Entre algumas curiosidades sobre esse leitor tão especial há o fato de nunca ter levado um livro para sua casa. "Lia o jornal diariamente. Além disso, era um estudioso, pesquisador e muito inteligente. Conhecia sobre a história da Grécia, de Roma Antiga e amava o espaço", expõe Leda Araújo. "Éramos parte de seu convívio e sua família comentou que ela falava bastante de nós quando estava em casa. Foi uma convivência harmônica e ficamos felizes que a Biblioteca tenha essa imagem para seus frequentadores", afirma.
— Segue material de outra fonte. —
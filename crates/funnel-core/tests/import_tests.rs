use funnel_core::{catalog, export_funnel, import_document, import_snapshot, insert_or_recover, ErrorKind, FunnelStore, InMemoryFunnelStore,
                  NewStep};
use funnel_domain::{Snapshot, StepFields};
use serde_json::json;
use test_support::{add_product, funnel_count, new_funnel, scenario_doc, seed, step_count, PRODUCT_ID};

#[test]
fn concrete_scenario_against_empty_store() {
    let store = InMemoryFunnelStore::new();
    add_product(&store, PRODUCT_ID);

    let report = import_document(&store, &scenario_doc(), false).expect("import");
    assert_eq!(report.steps_imported, 1);
    assert_eq!(report.routes_imported, 1);
    assert_eq!(report.routes_skipped, 0);
    assert!(report.created);
    assert_eq!(report.message, "Funnel imported");
    assert_eq!(report.design_imported, None);

    let snap = export_funnel(&store, report.funnel_id).expect("export");
    assert_eq!(snap.steps.len(), 1);
    assert_eq!(snap.steps[0].step_url, "/a");
    assert_eq!(snap.steps[0].step_code.as_deref(), Some("A"));
    assert_eq!(snap.routes.len(), 1);
    assert_eq!(snap.routes[0].fromstep_id, None);
    assert_eq!(snap.funnel.name.as_deref(), Some("F"));
    assert_eq!(snap.workflow.description.as_deref(), Some("W"));
}

#[test]
fn round_trip_with_update_is_idempotent() {
    let store = InMemoryFunnelStore::new();
    let seeded = seed(&store);
    let before = export_funnel(&store, seeded.funnel_id).expect("export");
    let funnels = funnel_count(&store);
    let steps = step_count(&store);

    let report = import_snapshot(&store, &before, true).expect("re-import");
    assert_eq!(report.funnel_id, seeded.funnel_id);
    assert_eq!(report.workflow_id, seeded.workflow_id);
    assert!(!report.created);
    assert_eq!(report.message, "Funnel updated");
    assert_eq!(report.steps_imported, before.steps.len());
    assert_eq!(report.routes_imported, before.routes.len());

    let after = export_funnel(&store, seeded.funnel_id).expect("export again");
    assert_eq!(after.funnel.name, before.funnel.name);
    assert_eq!(after.steps, before.steps);
    assert_eq!(after.routes.len(), before.routes.len());
    assert_eq!(after.design.as_ref().map(|d| d.sections.clone()), before.design.as_ref().map(|d| d.sections.clone()));
    assert_eq!(after.design.as_ref().map(|d| d.cms_keys.clone()), before.design.as_ref().map(|d| d.cms_keys.clone()));
    assert_eq!(funnel_count(&store), funnels);
    assert_eq!(step_count(&store), steps);
}

#[test]
fn update_never_duplicates_the_funnel() {
    let store = InMemoryFunnelStore::new();
    let seeded = seed(&store);
    let mut doc = scenario_doc();
    doc["funnel"]["name"] = json!("Renamed");
    doc["funnel"]["broker_id"] = json!(9);

    let report = import_document(&store, &doc, true).expect("import");
    assert_eq!(report.funnel_id, seeded.funnel_id);
    assert_eq!(funnel_count(&store), 1);

    let snap = export_funnel(&store, seeded.funnel_id).unwrap();
    assert_eq!(snap.funnel.name.as_deref(), Some("Renamed"));
    assert_eq!(snap.funnel.broker_id, Some(9));
    assert_eq!(snap.workflow.description.as_deref(), Some("W"));
    // Las rutas del workflow se reemplazan por las del snapshot.
    assert_eq!(snap.routes.len(), 1);
    assert_eq!(snap.steps[0].step_url, "/a");
}

#[test]
fn absent_product_creates_a_new_funnel() {
    let store = InMemoryFunnelStore::new();
    let seeded = seed(&store);
    let mut doc = scenario_doc();
    doc["funnel"]["product"]["id"] = json!(77);
    doc["funnel"]["name"] = json!("Brand new");

    let report = import_document(&store, &doc, true).expect("import");
    assert!(report.created);
    assert_ne!(report.funnel_id, seeded.funnel_id);
    assert_ne!(report.workflow_id, seeded.workflow_id);
    assert_eq!(funnel_count(&store), 2);
}

#[test]
fn existing_step_url_is_reused_not_duplicated() {
    let store = InMemoryFunnelStore::new();
    let seeded = seed(&store);
    add_product(&store, 77);
    let steps = step_count(&store);
    let mut doc = scenario_doc();
    doc["funnel"]["product"]["id"] = json!(77);
    doc["steps"][0]["step_url"] = json!("/form");
    doc["steps"][0]["id"] = json!(500);
    doc["routes"][0]["nextstep_id"] = json!(500);

    let report = import_document(&store, &doc, false).expect("import");
    assert_eq!(report.steps_imported, 1);
    assert_eq!(report.routes_imported, 1);
    assert_eq!(step_count(&store), steps);

    let snap = export_funnel(&store, report.funnel_id).unwrap();
    assert_eq!(snap.steps[0].id, seeded.form);
    assert_eq!(snap.steps[0].step_code.as_deref(), Some("A"));
}

#[test]
fn insert_or_recover_reuses_the_row_that_won() {
    let store = InMemoryFunnelStore::new();
    let existing = catalog::create_step(&store, "/race", StepFields::default()).unwrap();

    let id = store.with_transaction(|s| {
                      insert_or_recover(s,
                                        &NewStep { step_url: "/race".into(),
                                                   fields: StepFields { step_code: Some("R".into()),
                                                                        ..Default::default() } })
                  })
                  .expect("recovered");
    assert_eq!(id, existing);
    let step = store.with_session(|s| Ok(s.step_by_id(id)?)).unwrap().unwrap();
    assert_eq!(step.step_code.as_deref(), Some("R"));
}

#[test]
fn dangling_routes_are_skipped_with_a_warning() {
    let store = InMemoryFunnelStore::new();
    add_product(&store, PRODUCT_ID);
    let mut doc = scenario_doc();
    doc["routes"] = json!([
        {"id": 1, "fromstep_id": null, "nextstep_id": 1},
        {"id": 2, "fromstep_id": 1, "nextstep_id": 99},
        {"id": 3, "fromstep_id": 98, "nextstep_id": 1},
        {"id": 4, "fromstep_id": 1, "nextstep_id": null}
    ]);

    let report = import_document(&store, &doc, false).expect("import must not fail");
    assert_eq!(report.routes_imported, 1);
    assert_eq!(report.routes_skipped, 3);
    assert_eq!(report.warnings.iter().filter(|w| w.contains("skipped")).count(), 3);
    assert_eq!(export_funnel(&store, report.funnel_id).unwrap().routes.len(), 1);
}

#[test]
fn duplicate_routes_are_imported_as_is() {
    let store = InMemoryFunnelStore::new();
    let mut doc = scenario_doc();
    doc["routes"] = json!([
        {"id": 1, "fromstep_id": null, "nextstep_id": 1},
        {"id": 2, "fromstep_id": null, "nextstep_id": 1}
    ]);

    let report = import_document(&store, &doc, false).expect("import");
    assert_eq!(report.routes_imported, 2);
    assert!(report.warnings.iter().any(|w| w.contains("duplicates")));
}

#[test]
fn malformed_documents_fail_before_touching_the_store() {
    let store = InMemoryFunnelStore::new();
    let err = funnel_core::parse_upload(b"{\"funnel\": ").unwrap_err();
    assert_eq!(err.kind(), ErrorKind::Validation);

    let mut doc = scenario_doc();
    doc.as_object_mut().unwrap().remove("routes");
    let err = import_document(&store, &doc, false).unwrap_err();
    assert_eq!(err.kind(), ErrorKind::Validation);
    assert!(err.to_string().contains("routes"));
    assert_eq!(funnel_count(&store), 0);
}

#[test]
fn existing_funnel_without_update_flag_is_a_conflict() {
    let store = InMemoryFunnelStore::new();
    let seeded = seed(&store);
    let before = export_funnel(&store, seeded.funnel_id).unwrap();

    let err = import_document(&store, &scenario_doc(), false).unwrap_err();
    assert_eq!(err.kind(), ErrorKind::Conflict);
    assert!(err.to_string().contains(&seeded.funnel_id.to_string()));

    let after = export_funnel(&store, seeded.funnel_id).unwrap();
    assert_eq!(after.funnel, before.funnel);
    assert_eq!(after.routes.len(), before.routes.len());
    assert_eq!(step_count(&store), 4);
}

#[test]
fn failure_mid_import_rolls_everything_back() {
    let store = InMemoryFunnelStore::new();
    let seeded = seed(&store);
    add_product(&store, 8);
    new_funnel(&store, "Taken", 8);
    let before = export_funnel(&store, seeded.funnel_id).unwrap();

    // El rename choca con el nombre único después de borrar rutas y
    // actualizar el workflow: nada de eso debe persistir.
    let mut doc = scenario_doc();
    doc["funnel"]["name"] = json!("Taken");
    doc["workflow"]["description"] = json!("changed");
    let err = import_document(&store, &doc, true).unwrap_err();
    assert_eq!(err.kind(), ErrorKind::Conflict);

    let after = export_funnel(&store, seeded.funnel_id).unwrap();
    assert_eq!(after.workflow.description, before.workflow.description);
    assert_eq!(after.routes.len(), 3);
    assert_eq!(after.steps, before.steps);
}

#[test]
fn funnel_id_takes_precedence_over_product_lookup() {
    let store = InMemoryFunnelStore::new();
    let seeded = seed(&store);
    let (other, _) = new_funnel(&store, "Other", PRODUCT_ID);
    let mut doc = scenario_doc();
    doc["funnel"]["id"] = json!(other);
    doc["funnel"]["name"] = json!("Other");

    let report = import_document(&store, &doc, true).unwrap();
    assert_eq!(report.funnel_id, other);
    assert!(report.warnings.is_empty());
    assert_eq!(export_funnel(&store, seeded.funnel_id).unwrap().routes.len(), 3);
}

#[test]
fn ambiguous_product_updates_the_first_funnel_and_warns() {
    let store = InMemoryFunnelStore::new();
    let seeded = seed(&store);
    new_funnel(&store, "Second", PRODUCT_ID);
    let mut doc = scenario_doc();
    doc["funnel"]["name"] = json!("Spring");

    let report = import_document(&store, &doc, true).unwrap();
    assert_eq!(report.funnel_id, seeded.funnel_id);
    assert!(report.warnings.iter().any(|w| w.contains("2 funnels target product 42")));
    assert_eq!(funnel_count(&store), 2);
}

#[test]
fn null_fields_take_defaults() {
    let store = InMemoryFunnelStore::new();
    add_product(&store, PRODUCT_ID);
    let mut doc = scenario_doc();
    doc["steps"][0]["post_message"] = json!(null);
    doc["steps"][0]["shopping_cart"] = json!(null);
    doc["routes"][0]["route_config"] = json!({"weight": 3});

    let report = import_document(&store, &doc, false).unwrap();
    let step = store.with_session(|s| Ok(s.step_by_url("/a")?)).unwrap().unwrap();
    assert!(!step.post_message);
    assert_eq!(step.shopping_cart, None);

    let snap = export_funnel(&store, report.funnel_id).unwrap();
    assert_eq!(snap.routes[0].route_config, Some(json!({"weight": 3})));
}

fn design_doc() -> serde_json::Value {
    let mut doc = scenario_doc();
    doc["design"] = json!({
        "sections": [
            {"id": 10, "sectiontype": "header", "step_section_id": 100, "order": 1, "stepid": 1, "productid": null},
            {"id": 11, "sectiontype": "footer", "step_section_id": 101, "order": 2, "stepid": 55, "productid": null}
        ],
        "components": [
            {"id": 20, "component_type": "button", "component_section_id": 200, "order": 1, "sectionid": 10},
            {"id": 21, "component_type": "text", "component_section_id": 201, "order": 2, "sectionid": 10}
        ],
        "structures": [
            {"id": 30, "data": {"color": "red"}, "structure_component_section_id": 300, "component_sectionid": 200, "order": 0},
            {"id": 31, "data": null, "structure_component_section_id": 301, "component_sectionid": 201, "order": 0}
        ],
        "cms_keys": [
            {"id": 40, "value": {"label": "Buy"}, "structurecomponentsectionid": 300},
            {"id": 41, "value": ["x"], "structurecomponentsectionid": 999}
        ]
    });
    doc
}

#[test]
fn design_is_upserted_by_literal_id() {
    let store = InMemoryFunnelStore::new();
    add_product(&store, PRODUCT_ID);

    let report = import_document(&store, &design_doc(), false).expect("import");
    let counts = report.design_imported.expect("design counts");
    assert_eq!(counts.sections, 2);
    assert_eq!(counts.components, 2);
    assert_eq!(counts.structures, 2);
    assert_eq!(counts.cms_keys, 1, "la cms key con link desconocido no se cuenta");
    assert!(report.warnings.iter().any(|w| w.contains("section 11")));
    assert!(report.warnings.iter().any(|w| w.contains("cms_key 41")));

    let snap = export_funnel(&store, report.funnel_id).unwrap();
    let design = snap.design.unwrap();
    assert_eq!(design.sections.len(), 1);
    assert_eq!(design.sections[0].id, 10);
    assert_eq!(design.sections[0].step_section_id, Some(100));
    let ids: Vec<i64> = design.components.iter().map(|c| c.id).collect();
    assert_eq!(ids, vec![20, 21]);
    assert_eq!(design.structures[1].data, json!({}));
    assert_eq!(design.cms_keys.len(), 1);
    assert_eq!(design.cms_keys[0].value, json!({"label": "Buy"}));
}

#[test]
fn repeated_cms_key_id_is_counted_once() {
    let store = InMemoryFunnelStore::new();
    add_product(&store, PRODUCT_ID);
    let mut doc = design_doc();
    doc["design"]["cms_keys"] = json!([
        {"id": 40, "value": {"label": "Buy"}, "structurecomponentsectionid": 300},
        {"id": 40, "value": {"label": "Buy now"}, "structurecomponentsectionid": 300}
    ]);

    let report = import_document(&store, &doc, false).expect("import");
    assert_eq!(report.design_imported.expect("design counts").cms_keys, 1);

    let design = export_funnel(&store, report.funnel_id).unwrap().design.unwrap();
    assert_eq!(design.cms_keys.len(), 1);
    assert_eq!(design.cms_keys[0].value, json!({"label": "Buy now"}));
}

#[test]
fn update_removes_associations_dropped_from_the_snapshot() {
    let store = InMemoryFunnelStore::new();
    add_product(&store, PRODUCT_ID);
    import_document(&store, &design_doc(), false).expect("first import");

    let mut doc = design_doc();
    doc["design"]["components"] = json!([
        {"id": 20, "component_type": "button", "component_section_id": 200, "order": 1, "sectionid": 10}
    ]);
    doc["design"]["structures"] = json!([
        {"id": 30, "data": {"color": "blue"}, "structure_component_section_id": 300, "component_sectionid": 200, "order": 0}
    ]);
    let report = import_document(&store, &doc, true).expect("update");
    assert!(!report.created);

    let design = export_funnel(&store, report.funnel_id).unwrap().design.unwrap();
    assert_eq!(design.components.len(), 1);
    assert_eq!(design.components[0].id, 20);
    assert_eq!(design.structures.len(), 1);
    assert_eq!(design.structures[0].data, json!({"color": "blue"}));
    assert_eq!(design.cms_keys.len(), 1);
}

#[test]
fn update_keeps_design_of_other_products() {
    let store = InMemoryFunnelStore::new();
    let seeded = seed(&store);
    let snap: Snapshot = export_funnel(&store, seeded.funnel_id).unwrap();

    import_snapshot(&store, &snap, true).expect("update");

    // La sección limitada al producto 7 sigue enlazada al step.
    let promo_links = store.with_session(|s| Ok(s.step_sections_for_steps(&[seeded.landing])?)).unwrap();
    assert!(promo_links.iter().any(|ss| ss.sectionid == seeded.promo && ss.productid == Some(7)));
    let banner = store.with_session(|s| Ok(s.component_section_by_id(seeded.banner.component_section_id)?)).unwrap();
    assert!(banner.is_some());
}

#[test]
fn update_reuses_steps_reachable_before_the_route_reset() {
    let store = InMemoryFunnelStore::new();
    let seeded = seed(&store);
    let mut snap = export_funnel(&store, seeded.funnel_id).unwrap();
    for step in &mut snap.steps {
        step.id += 1000;
    }
    for route in &mut snap.routes {
        route.fromstep_id = route.fromstep_id.map(|id| id + 1000);
        route.nextstep_id = route.nextstep_id.map(|id| id + 1000);
    }
    snap.design = None;

    let report = import_snapshot(&store, &snap, true).unwrap();
    assert_eq!(report.routes_imported, 3);
    let after = export_funnel(&store, seeded.funnel_id).unwrap();
    let ids: Vec<i64> = after.steps.iter().map(|s| s.id).collect();
    assert_eq!(ids, vec![seeded.landing, seeded.form, seeded.thanks]);
    assert_eq!(step_count(&store), 4);
}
Biblioteca Pública Municipal: local que  Amilton Yassushi Miyakawa escolheu para seus estudos diários
Biblioteca Pública Municipal: local que Amilton Yassushi Miyakawa escolheu para seus estudos diários | Foto: Gustavo Carneiro/ Arquivo Folha 15-06-2020

Para Leda, sua figura marcou e ficará na memória de todos: "Era uma pessoa muito sábia e que gostava de compartilhar conhecimento. Um dia me perguntou como eu usava o alho. Expliquei que macerava no pilão e era um processo habitual para mim. Pois seu Amilton afirmou que eu estava fazendo do modo correto, elencou as propriedades do alho e especialmente sobre o "caldinho" formado no processo de preparar o bulbo em tempero, tão popular na culinária." Leda cita também que Amilton ficou muito satisfeito com a reforma da biblioteca e fez questão de expor sua alegria a todos. "Ele sabia o quanto lutamos por essa reforma e também não deixava passar datas comemorativas como Natal e Ano Novo", conta.